2009 RotoRob NFL Draft Kit: Tennessee Titans Team Preview
We’re on a roll today, back with more of the 2009 RotoRob NFL Draft Kit with yet another team preview (we’re now done with all the AFC teams and have already started to churn out a few NFC teams). We’re going to try to shoot out all these team previews and then start releasing the kit’s other goodies (cheat sheets, sleepers/busts lists, etc.). While Dante’ Stallworth clues in to the fact that people “come out of nowhere” when you’re freaking pissed to the gills, let’s turn our attention to the Tennessee Titans, who enjoyed a brilliant 2008, but were unable to do anything in the playoffs.
What Went Right
Coming off a playoff appearance during the ’07 season, the Titans expected Vince Young to lead them back in ‘08. Well, they got half of what they expected. The Titans produced the NFL’s best regular season record led by Kerry Collins, who began his NFL career in 1995 when Yahoo! was founded and the DVD was invented. Now, that’s old. Another huge contributor proved to be rookie running back Chris Johnson, who not only led all first year backs in rushing, but combined with fellow teammate LenDale White to form one of the league’s best one-two punches in the backfield. Meanwhile, the defense punished their opponents, ranking seventh overall.
What Went Wrong
Finishing 13-3 did not give Titans fans much to complain about…until the postseason. The team’s less-than-enthralling passing game turned out to be its Achilles’ heel. Collins only threw 12 touchdown passes and Tennessee struggled to stretch the field, which was an issue addressed during the offseason.
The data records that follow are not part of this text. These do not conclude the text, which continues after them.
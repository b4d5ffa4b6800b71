use serde::{Deserialize, Serialize};
use std::fmt::Write;

/// 构造上传表单时需要的辅助信息，这些字段不参与签名
#[derive(Debug, Clone, PartialEq, Eq, Serialize, Deserialize)]
#[serde(rename_all = "camelCase")]
pub struct UploadExtra {
    pub(crate) bucket_url: String,
    pub(crate) key_prefix: String,
    pub(crate) expiration: String,
}

impl UploadExtra {
    /// 获取表单提交地址
    #[inline]
    pub fn bucket_url(&self) -> &str {
        &self.bucket_url
    }

    /// 获取对象名称前缀
    #[inline]
    pub fn key_prefix(&self) -> &str {
        &self.key_prefix
    }

    /// 获取上传策略过期时间
    #[inline]
    pub fn expiration(&self) -> &str {
        &self.expiration
    }
}

/// 客户端需要随文件一同提交的表单字段
///
/// 序列化后的字段名即为 S3 表单字段名
#[derive(Debug, Clone, PartialEq, Eq, Serialize, Deserialize)]
pub struct FormFields {
    pub(crate) policy: String,
    pub(crate) signature: String,
    #[serde(rename = "AWSAccessKeyId")]
    pub(crate) access_key_id: String,
    pub(crate) acl: String,
    #[serde(rename = "Content-Type")]
    pub(crate) content_type: String,
    pub(crate) success_action_status: String,
    pub(crate) key: String,
}

impl FormFields {
    /// 获取 Base64 编码的上传策略
    #[inline]
    pub fn policy(&self) -> &str {
        &self.policy
    }

    /// 获取上传策略签名
    #[inline]
    pub fn signature(&self) -> &str {
        &self.signature
    }

    /// 获取 Access Key
    #[inline]
    pub fn access_key_id(&self) -> &str {
        &self.access_key_id
    }

    /// 获取预定义 ACL
    #[inline]
    pub fn acl(&self) -> &str {
        &self.acl
    }

    /// 获取 Content-Type
    #[inline]
    pub fn content_type(&self) -> &str {
        &self.content_type
    }

    /// 获取上传成功后返回的 HTTP 状态码，固定为 201
    #[inline]
    pub fn success_action_status(&self) -> &str {
        &self.success_action_status
    }

    /// 获取对象名称
    #[inline]
    pub fn key(&self) -> &str {
        &self.key
    }

    /// 按 S3 要求的顺序迭代表单字段名称和值，文件字段必须排在这些字段之后
    pub fn iter(&self) -> impl Iterator<Item = (&'static str, &str)> {
        vec![
            ("key", self.key.as_str()),
            ("acl", self.acl.as_str()),
            ("Content-Type", self.content_type.as_str()),
            ("success_action_status", self.success_action_status.as_str()),
            ("AWSAccessKeyId", self.access_key_id.as_str()),
            ("policy", self.policy.as_str()),
            ("signature", self.signature.as_str()),
        ]
        .into_iter()
    }
}

/// 签名后的上传策略
#[derive(Debug, Clone, PartialEq, Eq, Serialize, Deserialize)]
#[serde(rename_all = "camelCase")]
pub struct SignedPolicy {
    pub(crate) extra: UploadExtra,
    pub(crate) form_fields: FormFields,
}

impl SignedPolicy {
    /// 获取辅助信息
    #[inline]
    pub fn extra(&self) -> &UploadExtra {
        &self.extra
    }

    /// 获取表单字段
    #[inline]
    pub fn form_fields(&self) -> &FormFields {
        &self.form_fields
    }

    /// 生成可以直接上传文件到存储空间的 HTML 表单
    pub fn to_html_form(&self) -> String {
        let mut html = String::new();
        writeln!(
            html,
            r#"<form action="{}" method="post" enctype="multipart/form-data">"#,
            escape_html(self.extra.bucket_url())
        )
        .ok();
        for (name, value) in self.form_fields.iter() {
            writeln!(
                html,
                r#"  <input type="hidden" name="{}" value="{}" />"#,
                escape_html(name),
                escape_html(value)
            )
            .ok();
        }
        html.push_str("  <input type=\"file\" name=\"file\" />\n");
        html.push_str("  <input type=\"submit\" value=\"Upload\" />\n");
        html.push_str("</form>\n");
        html
    }
}

fn escape_html(s: &str) -> String {
    let mut escaped = String::with_capacity(s.len());
    for c in s.chars() {
        match c {
            '&' => escaped.push_str("&amp;"),
            '<' => escaped.push_str("&lt;"),
            '>' => escaped.push_str("&gt;"),
            '"' => escaped.push_str("&quot;"),
            '\'' => escaped.push_str("&#39;"),
            c => escaped.push(c),
        }
    }
    escaped
}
Despite Pro Bowl defensive tackle Albert Haynesworth signing with Jerry Jones-Lite (Daniel Snyder) in Washington, the Titans stayed quiet on the free agent front. However, they nabbed former Steeler Nate Washington as a potential long distance threat to help with big pass plays downfield. Elsewhere, the Titans dealt with in-house free agent matters such as re-signing Collins and designating the franchise player tag on tight end Bo Scaife.
The Titans addressed two of their biggest needs with receiver and defensive tackle. Rutgers wideout Kenny Britt joins the Titan receivers. The first round selection provides a big target at 6’3″, 228 pounds. Former Auburn defensive tackle Sen’Derrick Marks joins Operation Replace Albert Haynesworth. Meanwhile, keep an eye out on pass-catching tight end Jared Cook.
State of the Team
When figuring out the Fantasy value of Collins, simply apply the Troy Aikmanprinciple. Such a rule states that the quarterback’s real value to his team is a complete 180 from his Fantasy worth. Collins is a far better quarterback for the Titans than Young, but he’s a poor Fantasy option. While he only got sacked eight times last season, Collins threw just 12 touchdown passes. Tennessee’s standard mode of transportation is on the ground. Regardless of who is under centre, stray away from all Titan quarterbacks.
The alleged owners of the nickname “Smash & Dash” did plenty of both to opponents in 2008. Johnson put together a strong rookie resume by rushing for 1,228 yards and scoring 10 touchdowns en route to making the Pro Bowl. Johnson’s versatility and game-breaking speed make him potentially a top five Fantasy back. His much plumper teammate, White, did not have Johnson’s success on the ground, but scored 15 touchdowns. The biggest concern for any Johnson owner is White stealing scores at the goal line. That will be a likely occurrence again in 2009.
The snooze fest that is the Titan receiving corps needs a serious jolt of life. Seeking its first 1,000 yard-receiver since 2004, the Titans hope Washington will give them a deep threat with the rookie Britt working the middle of the field. Justin Gage returns after grabbing half of Collins’ 12 scoring strikes. No one in this group will exactly conjure up memories of former great Charley Hennigan. Let me guess. You’ve never heard of Hennigan, right? Well, the former Houston Oiler and five-time Pro Bowler is the second receiver in league history to catch at least 100 passes in a season. Anyways, avoid Titan receivers but if you must, take a flyer on Washington.
Scaife is the breadwinner out of this group. He only caught two touchdowns last season, but with the Titans, that is the equivalent of eight. One would think with the arrival of Cook, that Alge Crumpler’s days in Tennessee are numbered. After all, his biggest contribution last season was a big fumble against the Ravens in the playoffs. Take Scaife, but only in the role as a back-up tight end.
While their return game is not awe-inspiring, the Titan defense is no filler and all killer. Tennessee’s band of relative no-names ravaged offenses, finishing with the second fewest points allowed a season ago. Without Haynesworth in the middle, they need to ask different players to produce –and quickly. One player on the spot will be defensive tackle Jason Jones, who enters his second year after tallying five sacks. Elsewhere, the secondary is led by All-Pro cornerback Cortland Finnegan, who intercepted five passes in ’08 and is armed perhaps with the league’s best name. Consider them a top tier defensive unit.